El primer auto de mi papá fue un Volkswagen escarabajo de segunda, color rojo mandarín, que compró a inicios de los ochenta.
Guardo buenos recuerdos de ese auto: nuestros viajes cortos a Mala para comprar leche y fruta; los paseos al Parque de las Leyendas de los sábados; los desayunos en Lurín con toda la familia, con café y pan con chicharrón. Y mi padre repitiendo en cada trayecto: “Qué fiel es este carrito”. Y sí, pues, para qué comprarse un auto nuevo si su carrito era económico, ocupaba poco espacio y, en caso de avería, bastaba un empujón para ponerlo en marcha.
Pero ya lo dijo el cantante, nada dura para siempre. Un domingo de misa el auto desapareció. Se lo robaron de la puerta de la iglesia y a plena luz del día. Lo buscamos sin éxito durante semanas como quien busca una mascota extraviada. Al año, resignado, mi papá compró su segundo auto.
Casi diez años después, mi papá me despertaría con una gran noticia: “Acabo de encontrar mi Volkswagen”. Estaba sin motor en un taller de autos de Evitamiento, abandonado al lado de otros escarabajos.

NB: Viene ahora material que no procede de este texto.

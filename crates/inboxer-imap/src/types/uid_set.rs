//! UID sets for fetch requests.

use std::fmt;

/// A set of message UIDs, rendered in IMAP sequence-set syntax.
///
/// Values are passed through as given: a range is not reordered or
/// validated, the server decides what it means.
#[derive(Debug, Clone, PartialEq, Eq)]
pub enum UidSet {
    /// Single UID.
    Single(u32),
    /// Range of UIDs (inclusive).
    Range(u32, u32),
    /// Explicit list of UIDs.
    List(Vec<u32>),
}

impl UidSet {
    /// Creates a UID set from a single UID.
    #[must_use]
    pub const fn single(uid: u32) -> Self {
        Self::Single(uid)
    }

    /// Creates a UID set from an inclusive range.
    #[must_use]
    pub const fn range(start: u32, end: u32) -> Self {
        Self::Range(start, end)
    }

    /// Returns true if the set names no message at all.
    #[must_use]
    pub fn is_empty(&self) -> bool {
        matches!(self, Self::List(ids) if ids.is_empty())
    }
}

impl From<Vec<u32>> for UidSet {
    fn from(ids: Vec<u32>) -> Self {
        Self::List(ids)
    }
}

impl From<&[u32]> for UidSet {
    fn from(ids: &[u32]) -> Self {
        Self::List(ids.to_vec())
    }
}

impl fmt::Display for UidSet {
    fn fmt(&self, f: &mut fmt::Formatter<'_>) -> fmt::Result {
        match self {
            Self::Single(n) => write!(f, "{n}"),
            Self::Range(start, end) => write!(f, "{start}:{end}"),
            Self::List(ids) => {
                let s: Vec<_> = ids.iter().map(ToString::to_string).collect();
                write!(f, "{}", s.join(","))
            }
        }
    }
}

-¿Seguro que es tu auto, papá? –pregunté.
-¿Crees que no reconocería mi propio auto? –sentenció.
El dueño del taller, un ex policía, nos pidió un peritaje para determinar que fuera el mismo vehículo. Mi papá replicó que sólo quería darle una buena mirada por dentro. “Te dije que éste era mi carrito”, me dijo sonriente como un niño desde el asiento del piloto. Y eso fue todo. Nos fuimos de ahí contentos, sin reclamos ni amenazas, en el cuarto auto de mi papá.
Hace un año compré un libro titulado “POLIS, visiones y versiones de Lima a inicios del siglo 21”, de Ediciones La Moderna. Curiosamente, entre sus fotografías hay una del escarabajo rojo de mi papá, estacionado en el mismo lugar donde lo dejamos. A parecer, el carrito fiel sigue esperando por él.